Re: Re: Eco-Terrorist Honored for his Work in Guardian

Lene—

I know a bit about another of the Guardian‘s 50 People Who Could Save the Planet. That’s Tewolde Egziabher, who runs Ethiopia’s environmental protection agency. He has been a virulent campaigner against agricultural biotechnology. At the negotiations on the Biosafety Protocol in 1999, he took a lead position in favor of massive restrictions on this technology, especially for developing countries. He was nominated for the Guardian‘s “honor” by Vandana Shiva — another anti-biotechnology activist.

His views were widely disseminated on the internet by anti-biotech activist groups. In a paper I wrote about the Biosafety Protocol, I quoted this comment from him about the negotiations, which appeared then on the Third World Network’s website (it’s no longer posted).

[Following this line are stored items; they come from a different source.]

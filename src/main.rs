#[macro_use]
extern crate lazy_static;

mod book;
mod cached_client;
mod catalog;
mod dom_manipulation;
mod ebook;
mod localizer;
mod navigation;
mod packager;
mod rewriter;
mod site;
mod tree;

use book::{BookDownloader, BookRequest, PackagedBook};
use cached_client::{CachedClient, RetryPolicy};
use catalog::{BookRecord, Catalog, CatalogSource, ScriptCatalog};
use directories::ProjectDirs;
use easy_error::{err_msg, Error, ResultExt};
use ebook::EbookDownloads;
use log::{error, info, warn};
use site::Site;
use std::path::PathBuf;
use std::str::FromStr;
use std::time::Duration;
use structopt::StructOpt;
use tree::TopicTree;

#[derive(Debug, Clone, Copy, PartialEq, Eq)]
enum Format {
    /// Zipped HTML bundle built from the interactive reader.
    Html,
    /// The EPUB export offered by the site.
    Epub,
}

impl FromStr for Format {
    type Err = Error;

    fn from_str(format: &str) -> Result<Self, Error> {
        match format {
            "html" => Ok(Format::Html),
            "epub" => Ok(Format::Epub),
            other => Err(err_msg(format!("Unknown format '{other}', expected html or epub"))),
        }
    }
}

/// Packages the picture storybooks of the African Storybook website for offline use,
/// organised by language and reading level.
#[derive(StructOpt)]
struct Args {
    /// Only process a random sample of this many books (the same sample on every run).
    #[structopt(short, long)]
    sample: Option<usize>,
    /// Package format: html or epub.
    #[structopt(short, long, default_value = "html")]
    format: Format,
    /// Site to scrape.
    #[structopt(long, default_value = "http://www.africanstorybook.org/")]
    origin: String,
    /// Where HTTP responses are cached. Defaults to the user's cache directory.
    #[structopt(long, parse(from_os_str))]
    cache_dir: Option<PathBuf>,
    /// Do not cache HTTP responses at all.
    #[structopt(long)]
    no_cache: bool,
    /// Output directory for bundles, downloads and the channel tree.
    #[structopt(short, long, parse(from_os_str), default_value = "chefdata")]
    output: PathBuf,
    /// Request timeout in seconds.
    #[structopt(long, default_value = "60")]
    timeout: u64,
}

fn main() -> Result<(), Error> {
    env_logger::Builder::from_env(env_logger::Env::default().default_filter_or("info")).init();
    run(Args::from_args())
}

fn cache_dir(args: &Args) -> Option<PathBuf> {
    if args.no_cache {
        return None;
    }
    args.cache_dir.clone().or_else(|| {
        ProjectDirs::from("org", "africanstorybook", "storybook-scraper").map(|dirs| dirs.cache_dir().to_path_buf())
    })
}

fn run(args: Args) -> Result<(), Error> {
    let cache_dir = cache_dir(&args);
    if let Some(ref cache_path) = cache_dir {
        info!("Using cache directory: {:?}", cache_path);
    }

    let site = Site::parse(&args.origin)?;
    let client = CachedClient::new(cache_dir, Duration::from_secs(args.timeout), RetryPolicy::default())?;
    std::fs::create_dir_all(&args.output).context(format!("Could not create {:?}", args.output))?;

    // Without a catalog there is nothing to build.
    let catalog = ScriptCatalog::new(&client, &site)
        .fetch_catalog()
        .context("Could not read the book catalog")?;

    let mut records = catalog::dedup_records(catalog.books.clone());
    if let Some(size) = args.sample {
        records = catalog::sample_records(records, size);
    }

    let tree = match args.format {
        Format::Html => {
            let downloader = BookDownloader::new(&client, &site, args.output.join("tmp"));
            build_tree(&catalog, &records, &site, |request| downloader.download_book(request))
        }
        Format::Epub => {
            let downloads = EbookDownloads::new(&client, &site, args.output.join("epub"), ebook::DEFAULT_PREFIX)?;
            build_tree(&catalog, &records, &site, |request| {
                Ok(downloads
                    .fetch(&request.id)?
                    .map(|path| PackagedBook::new(request, book::DEFAULT_COPYRIGHT_HOLDER, path, None)))
            })
        }
    };

    info!("Packaged {} books", tree.len());
    tree::write_manifest(&tree.build(), &args.output.join("channel_tree.json"))
}

/// Processes the books one after the other; a failing book is logged and left out.
fn build_tree<F>(catalog: &Catalog, records: &[BookRecord], site: &Site, mut package: F) -> TopicTree
where
    F: FnMut(&BookRequest) -> Result<Option<PackagedBook>, Error>,
{
    let mut tree = TopicTree::new();
    let total = records.len();

    for (i, record) in records.iter().enumerate() {
        let url = match site.reader_url(&record.id) {
            Ok(url) => url,
            Err(err) => {
                error!("Skipping book {}: {err}", record.id);
                continue;
            }
        };
        info!("Downloading book {} of {total} from url {url}", i + 1);

        let title = record.display_title();
        for language in catalog.languages_of(record) {
            let request = BookRequest {
                id: record.id.clone(),
                url: url.clone(),
                title: title.clone(),
                author: record.display_author(),
                description: record.description(),
                language: language.clone(),
            };
            match package(&request) {
                Ok(Some(book)) => {
                    info!("... downloaded a Level {} {language} book titled {title}", record.level);
                    tree.add(&record.level, book);
                }
                Ok(None) => warn!("... book {} not found in {language}", record.id),
                Err(err) => error!("... book {} in {language} failed: {err}", record.id),
            }
        }
    }

    tree
}

#[test]
fn test_format_from_str() {
    assert_eq!(Format::Html, "html".parse().unwrap());
    assert_eq!(Format::Epub, "epub".parse().unwrap());
    assert!("pdf".parse::<Format>().is_err());
}

#[test]
fn test_failing_book_does_not_stop_the_batch() {
    let site = Site::default();
    let catalog = Catalog {
        books: Vec::new(),
        languages: std::collections::HashMap::from([
            ("1".to_string(), "English".to_string()),
            ("2".to_string(), "Kiswahili".to_string()),
        ]),
    };
    let records: Vec<BookRecord> = serde_json::from_str(
        r#"[{"id": 1, "title": "Broken", "level": 1, "lang": "1"},
            {"id": 2, "title": "Gone", "level": 1, "lang": "1"},
            {"id": 3, "title": "Fine", "level": 2, "lang": "1,2"}]"#,
    )
    .unwrap();

    let tree = build_tree(&catalog, &records, &site, |request| match request.id.as_str() {
        "1" => Err(err_msg("network down")),
        "2" => Ok(None),
        _ => Ok(Some(PackagedBook::new(request, "Someone", PathBuf::from("/tmp/3.zip"), None))),
    });

    assert_eq!(2, tree.len());
    let channel = tree.build();
    let languages: Vec<_> = channel.languages.iter().map(|language| language.title.as_str()).collect();
    assert_eq!(vec!["English", "Kiswahili"], languages);
    assert_eq!("Level 2", channel.languages[0].levels[0].title);
}
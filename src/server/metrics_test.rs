//! Tests for operator metrics

use super::metrics::{create_metrics, OperatorMetrics};

#[test]
fn test_metrics_creation() {
    let metrics = OperatorMetrics::new().expect("should create metrics");

    // Prometheus only outputs metrics with values
    metrics.record_reconciliation("cluster", "completed");
    metrics.record_resource("ipam", "success", 0.1);
    metrics.record_ipam_allocation("cluster");

    let output = metrics.encode().expect("should encode metrics");
    assert!(output.contains("strato_reconciliations_total"));
    assert!(output.contains("strato_resource_executions_total"));
    assert!(output.contains("strato_resource_duration_seconds"));
    assert!(output.contains("strato_ipam_allocations_total"));
}

#[test]
fn test_record_reconciliation_by_set_and_result() {
    let metrics = OperatorMetrics::new().expect("should create metrics");

    metrics.record_reconciliation("cluster", "completed");
    metrics.record_reconciliation("cluster", "completed");
    metrics.record_reconciliation("cluster", "canceled");
    metrics.record_reconciliation("drain", "skipped");

    let output = metrics.encode().expect("should encode metrics");

    assert!(output.contains("strato_reconciliations_total{result=\"completed\",set=\"cluster\"} 2"));
    assert!(output.contains("strato_reconciliations_total{result=\"canceled\",set=\"cluster\"} 1"));
    assert!(output.contains("strato_reconciliations_total{result=\"skipped\",set=\"drain\"} 1"));
}

#[test]
fn test_record_resource_counts_and_observes() {
    let metrics = OperatorMetrics::new().expect("should create metrics");

    metrics.record_resource("stack", "success", 0.5);
    metrics.record_resource("stack", "error", 1.2);
    metrics.record_resource("vpc", "canceled", 0.3);

    let output = metrics.encode().expect("should encode metrics");

    assert!(output
        .contains("strato_resource_executions_total{resource=\"stack\",result=\"success\"} 1"));
    assert!(
        output.contains("strato_resource_executions_total{resource=\"stack\",result=\"error\"} 1")
    );
    assert!(output.contains("strato_resource_duration_seconds_count{resource=\"stack\"} 2"));
    assert!(output.contains("strato_resource_duration_seconds_count{resource=\"vpc\"} 1"));
}

#[test]
fn test_record_ipam_allocation() {
    let metrics = OperatorMetrics::new().expect("should create metrics");

    metrics.record_ipam_allocation("cluster");
    metrics.record_ipam_allocation("nodepool");
    metrics.record_ipam_allocation("nodepool");

    let output = metrics.encode().expect("should encode metrics");

    assert!(output.contains("strato_ipam_allocations_total{target=\"cluster\"} 1"));
    assert!(output.contains("strato_ipam_allocations_total{target=\"nodepool\"} 2"));
}

#[test]
fn test_create_shared_metrics() {
    let metrics = create_metrics().expect("should create shared metrics");

    // Clones share one registry
    let metrics2 = metrics.clone();
    metrics.record_reconciliation("nodepool", "completed");

    let output = metrics2.encode().expect("should encode from clone");
    assert!(
        output.contains("strato_reconciliations_total{result=\"completed\",set=\"nodepool\"} 1")
    );
}

#[test]
fn test_histogram_buckets() {
    let metrics = OperatorMetrics::new().expect("should create metrics");

    metrics.record_resource("stack", "success", 0.005);
    metrics.record_resource("stack", "success", 0.8);
    metrics.record_resource("stack", "success", 20.0);

    let output = metrics.encode().expect("should encode metrics");

    assert!(output.contains("strato_resource_duration_seconds_bucket{resource=\"stack\",le=\"0.01\"} 1"));
    assert!(output.contains("strato_resource_duration_seconds_bucket{resource=\"stack\",le=\"1\"} 2"));
    assert!(output.contains("strato_resource_duration_seconds_bucket{resource=\"stack\",le=\"30\"} 3"));
    assert!(output.contains("strato_resource_duration_seconds_count{resource=\"stack\"} 3"));
}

“The USA delegation kept insisting that all genetic engineering did was mix genes from different individuals, which is what sexual reproduction does, and which is thus as old and as well tried as life itself. This is the basic thinking behind ‘substantial equivalence’: when my wife’s genes and my genes mix to give us a child, that is considered the same as when the scientist, at the same time, introduces the gene for snake venom into the egg that will become our child. Our venomous child would then be considered substantially equivalent to my wife and me. Suppose the child bites my wife while suckling?”

He has done a lot to ensure that many developing countries are needlessly afraid to take advantage of this technology, which could increase their crop yields, allow some crops to be grown in inhospitable soils, and lead to less intrusion into forests and wildlife habitats.